(BRIEF) Please repeat exactly the lines below from the one containing "with bounded retries." down to the one containing "use std::time::Duration;", both included, and nothing else.

### RECORDS FOR THE EXERCISE

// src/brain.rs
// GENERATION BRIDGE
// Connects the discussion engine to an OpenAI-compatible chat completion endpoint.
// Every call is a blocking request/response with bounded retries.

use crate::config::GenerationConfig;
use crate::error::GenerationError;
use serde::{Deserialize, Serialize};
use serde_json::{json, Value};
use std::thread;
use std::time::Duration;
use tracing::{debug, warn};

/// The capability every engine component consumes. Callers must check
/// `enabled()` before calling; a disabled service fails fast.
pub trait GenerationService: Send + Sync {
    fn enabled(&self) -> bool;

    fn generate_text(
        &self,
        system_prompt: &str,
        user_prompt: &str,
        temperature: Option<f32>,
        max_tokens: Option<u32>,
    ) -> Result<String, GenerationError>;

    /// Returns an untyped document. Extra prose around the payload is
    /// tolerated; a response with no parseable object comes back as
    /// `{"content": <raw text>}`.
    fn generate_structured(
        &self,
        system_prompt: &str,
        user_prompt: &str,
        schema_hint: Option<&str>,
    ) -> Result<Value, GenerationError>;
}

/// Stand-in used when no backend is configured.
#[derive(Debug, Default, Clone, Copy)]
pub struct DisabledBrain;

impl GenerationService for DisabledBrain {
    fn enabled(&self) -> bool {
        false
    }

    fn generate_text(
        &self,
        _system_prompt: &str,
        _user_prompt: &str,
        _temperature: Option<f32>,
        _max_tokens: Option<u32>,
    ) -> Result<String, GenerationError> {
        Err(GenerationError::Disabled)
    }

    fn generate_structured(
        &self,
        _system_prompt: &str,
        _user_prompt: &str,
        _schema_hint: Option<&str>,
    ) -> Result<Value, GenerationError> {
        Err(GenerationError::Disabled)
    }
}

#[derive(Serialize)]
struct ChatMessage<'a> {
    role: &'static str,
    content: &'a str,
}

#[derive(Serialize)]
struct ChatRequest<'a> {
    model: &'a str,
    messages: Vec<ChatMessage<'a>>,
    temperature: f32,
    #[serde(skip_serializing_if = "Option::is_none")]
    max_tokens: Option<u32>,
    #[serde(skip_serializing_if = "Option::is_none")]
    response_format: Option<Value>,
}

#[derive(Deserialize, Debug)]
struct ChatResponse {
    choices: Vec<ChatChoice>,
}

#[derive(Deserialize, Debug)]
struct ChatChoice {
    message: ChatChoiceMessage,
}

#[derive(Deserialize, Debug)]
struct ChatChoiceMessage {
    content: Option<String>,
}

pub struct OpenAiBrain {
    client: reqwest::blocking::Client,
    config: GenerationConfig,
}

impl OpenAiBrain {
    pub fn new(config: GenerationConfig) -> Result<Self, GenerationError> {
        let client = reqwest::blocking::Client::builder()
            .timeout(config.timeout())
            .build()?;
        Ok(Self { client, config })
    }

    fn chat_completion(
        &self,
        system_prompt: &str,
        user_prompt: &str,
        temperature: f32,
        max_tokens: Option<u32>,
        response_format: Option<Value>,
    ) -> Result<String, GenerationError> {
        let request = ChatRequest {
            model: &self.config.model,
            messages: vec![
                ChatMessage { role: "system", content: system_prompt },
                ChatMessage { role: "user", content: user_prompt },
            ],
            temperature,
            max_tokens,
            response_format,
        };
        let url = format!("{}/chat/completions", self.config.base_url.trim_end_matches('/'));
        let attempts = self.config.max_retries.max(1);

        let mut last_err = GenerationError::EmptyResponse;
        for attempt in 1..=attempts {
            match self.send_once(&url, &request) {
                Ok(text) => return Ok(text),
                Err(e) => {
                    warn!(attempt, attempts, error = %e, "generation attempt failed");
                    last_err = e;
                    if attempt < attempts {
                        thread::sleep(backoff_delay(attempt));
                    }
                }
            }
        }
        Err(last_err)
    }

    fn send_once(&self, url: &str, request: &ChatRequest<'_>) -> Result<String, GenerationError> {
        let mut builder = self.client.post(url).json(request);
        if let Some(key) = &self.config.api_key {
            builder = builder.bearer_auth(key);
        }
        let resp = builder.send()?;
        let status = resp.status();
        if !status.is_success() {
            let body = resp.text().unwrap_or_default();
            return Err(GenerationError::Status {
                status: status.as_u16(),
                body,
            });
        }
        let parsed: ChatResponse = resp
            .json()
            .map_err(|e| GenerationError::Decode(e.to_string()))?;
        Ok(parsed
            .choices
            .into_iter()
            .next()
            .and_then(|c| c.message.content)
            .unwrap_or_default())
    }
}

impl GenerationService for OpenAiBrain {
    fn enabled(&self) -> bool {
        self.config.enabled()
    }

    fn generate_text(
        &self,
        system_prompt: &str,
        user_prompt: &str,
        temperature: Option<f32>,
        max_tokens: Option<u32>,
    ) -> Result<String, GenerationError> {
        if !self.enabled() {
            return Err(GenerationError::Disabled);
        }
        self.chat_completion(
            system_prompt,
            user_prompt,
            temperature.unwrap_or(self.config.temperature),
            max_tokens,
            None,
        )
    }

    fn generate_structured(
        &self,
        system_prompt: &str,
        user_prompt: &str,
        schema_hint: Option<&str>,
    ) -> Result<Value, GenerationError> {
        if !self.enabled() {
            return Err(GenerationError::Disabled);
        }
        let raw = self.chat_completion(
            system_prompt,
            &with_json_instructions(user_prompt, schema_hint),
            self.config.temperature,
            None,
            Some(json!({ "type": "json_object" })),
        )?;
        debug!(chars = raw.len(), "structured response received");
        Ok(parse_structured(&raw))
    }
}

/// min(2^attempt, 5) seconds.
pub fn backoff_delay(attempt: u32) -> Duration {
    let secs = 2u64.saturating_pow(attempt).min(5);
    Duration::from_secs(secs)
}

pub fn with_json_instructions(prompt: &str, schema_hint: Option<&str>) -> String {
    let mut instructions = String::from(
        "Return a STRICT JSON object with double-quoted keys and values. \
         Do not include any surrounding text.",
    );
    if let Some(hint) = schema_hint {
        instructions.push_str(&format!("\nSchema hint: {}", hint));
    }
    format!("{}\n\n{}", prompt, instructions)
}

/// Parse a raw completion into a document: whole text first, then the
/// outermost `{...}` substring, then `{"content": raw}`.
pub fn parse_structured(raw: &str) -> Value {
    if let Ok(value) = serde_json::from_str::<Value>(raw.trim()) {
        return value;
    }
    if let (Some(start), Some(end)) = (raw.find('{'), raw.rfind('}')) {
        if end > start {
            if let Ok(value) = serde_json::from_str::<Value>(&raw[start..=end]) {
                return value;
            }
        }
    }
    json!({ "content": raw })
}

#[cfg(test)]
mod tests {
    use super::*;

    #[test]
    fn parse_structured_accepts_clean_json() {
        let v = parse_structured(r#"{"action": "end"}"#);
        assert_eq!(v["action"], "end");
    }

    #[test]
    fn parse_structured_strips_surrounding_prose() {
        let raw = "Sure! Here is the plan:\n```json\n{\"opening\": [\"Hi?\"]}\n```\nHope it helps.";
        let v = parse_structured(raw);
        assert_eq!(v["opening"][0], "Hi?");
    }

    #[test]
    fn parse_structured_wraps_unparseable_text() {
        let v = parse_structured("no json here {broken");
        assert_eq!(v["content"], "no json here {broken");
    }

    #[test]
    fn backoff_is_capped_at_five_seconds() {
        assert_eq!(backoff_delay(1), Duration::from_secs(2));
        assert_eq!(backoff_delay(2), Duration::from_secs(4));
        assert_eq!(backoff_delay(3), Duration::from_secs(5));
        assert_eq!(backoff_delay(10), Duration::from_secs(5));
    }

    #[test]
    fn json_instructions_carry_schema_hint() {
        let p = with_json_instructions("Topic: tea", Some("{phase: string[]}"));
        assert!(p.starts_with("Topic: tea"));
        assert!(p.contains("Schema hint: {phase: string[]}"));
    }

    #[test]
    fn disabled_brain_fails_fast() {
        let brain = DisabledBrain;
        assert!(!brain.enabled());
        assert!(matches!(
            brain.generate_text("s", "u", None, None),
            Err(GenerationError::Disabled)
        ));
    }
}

######

(SOLUTION)
// Every call is a blocking request/response with bounded retries.

use crate::config::GenerationConfig;
use crate::error::GenerationError;
use serde::{Deserialize, Serialize};
use serde_json::{json, Value};
use std::thread;
use std::time::Duration;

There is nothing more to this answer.